Ты помнишь какие-нибудь?

Не очень.

И я.

Но мы исполняем те, которые помним, пока у нас не путаются ноги и мы не падаем. Ее сетчатые ладони обнимают мое лицо, и я не могу отвернуться, мне приходится смотреть в ее разноцветные глаза.

Она спрашивает: Ты уверена, что не умерла? Ты уверена? Уверена? Уверена?

Я киваю. Да. Я не мертва. Но, честно говоря, я не уверена до конца. Сегодня был такой прекрасный день. Возможно, так и выглядит рай. Ночь уносит нас в водоворот из музыки и огней. Эта ночь – кроличья нора, в которую мы прыгаем рука об руку. Теплая влажная земля, в которую так приятно зарываться пальцами. Страница из романа мировой классики, который я прижимала к груди, когда мне было шестнадцать. Эта ночь…

Но она не слушает. Она опять говорит, что ей кажется, будто они украли мою душу. И разорвали ее на куски своими маленькими заячьими лапами. Отравили мне сердце травяными духами. Так туго заплели волосы, что черепушка того и гляди лопнет от напряжения. Она думала, что мой труп валяется где-то в переулке, в куче блесток, с лицом, разукрашенным в мордочку котенка. С руками и ногами, обклеенными золотыми звездочками. Что они пришили к моей прогнившей голове кроличьи ушки или диадему, или и то и другое вместе. Стерли все воспоминания резиночкой в форме кексика. Не только о ней, Аве, но и обо мне самой, обо всем, что она во мне любила.

Она дополняет эту картину все новыми подробностями, пока я не разражаюсь пьяными рыданиями.

Вот как. Вот, значит, что она представляла.

– А ты представляешь, что я чувствовала?

Я трясу головой. Как же приятно, как легко, когда нет всех этих тугих косичек. Я могла бы вечность вот так вот ею трясти. Она расплела их все на следующий день после того, как я пришла. И делала это с таким видом, будто обезвреживает бомбу. Все эти замысловатые переплетения и узелки, которые я уже перестала чувствовать. Мы делали это в ванной, перед зеркалом. Она расплетала одну невероятно тугую косичку за другой, а я топила свою боль во фляжке Алисы.

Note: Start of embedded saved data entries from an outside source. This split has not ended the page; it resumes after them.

use super::{html_to_markdown, ConversionBatch, ConversionRequest, ConversionResult, MarkdownConverter};
use crate::classify::should_convert;
use crate::error::Result;

const SUPPORTED: &[&str] = &["text/html"];

/// In-process HTML to Markdown converter
#[derive(Debug, Clone, Copy, Default)]
pub struct LocalConverter;

impl LocalConverter {
    pub fn new() -> Self {
        Self
    }

    fn convert_one(request: &ConversionRequest) -> ConversionResult {
        if should_convert(Some(&request.mime), SUPPORTED) {
            ConversionResult::Success {
                data: html_to_markdown(&request.contents),
            }
        } else {
            ConversionResult::Error {
                message: format!("unsupported mime type {}", request.mime),
            }
        }
    }
}

#[async_trait::async_trait]
impl MarkdownConverter for LocalConverter {
    fn name(&self) -> &'static str {
        "local"
    }

    async fn supported(&self) -> Result<Vec<String>> {
        Ok(SUPPORTED.iter().map(|mime| mime.to_string()).collect())
    }

    async fn convert(&self, requests: Vec<ConversionRequest>) -> Result<ConversionBatch> {
        Ok(ConversionBatch::from_results(requests.into_iter().map(
            |request| {
                let result = Self::convert_one(&request);
                (request.key, result)
            },
        )))
    }
}
// Core fetching, content classification and Markdown conversion for tmcp-fetch

pub mod classify;
pub mod convert;
pub mod error;
pub mod http;
pub mod wikipedia;

pub use error::{FetchError, Result};
pub use http::{FetchResult, HttpFetcher};

/// Identifying `User-Agent` sent on every outbound request
pub const USER_AGENT: &str = concat!("tmcp-fetch/", env!("CARGO_PKG_VERSION"));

Теперь расплетенные волосы пушисто клубятся вокруг моей головы, напоминая зловещую тучу.

Да какую еще на хрен тучу, возмущается Ава. Это не туча, а свирепая грива!

Она убирает ладони от моего лица, прижимается спиной к стене рядом со мной и соскальзывает на пол. Я делаю то же самое, и теперь мы сидим, прижавшись спиной к теплому кирпичному боку камина. На стене видны надписи, сделанные баллончиком, – мольбы, вознесенные к Ктулху: «Вернись, вернись, пожалуйста, вернись!» А рядом – той же рукой, но в другом цвете: «Одиноко как же мне одиноко». Ава уверена, что это оставили прошлые владельцы – неудачники, вылетевшие с художественного факультета, как и она сама. У нее рука не поднялась закрасить их.

Снаружи идет слабый снег.

– Прости, – говорю я. – За все.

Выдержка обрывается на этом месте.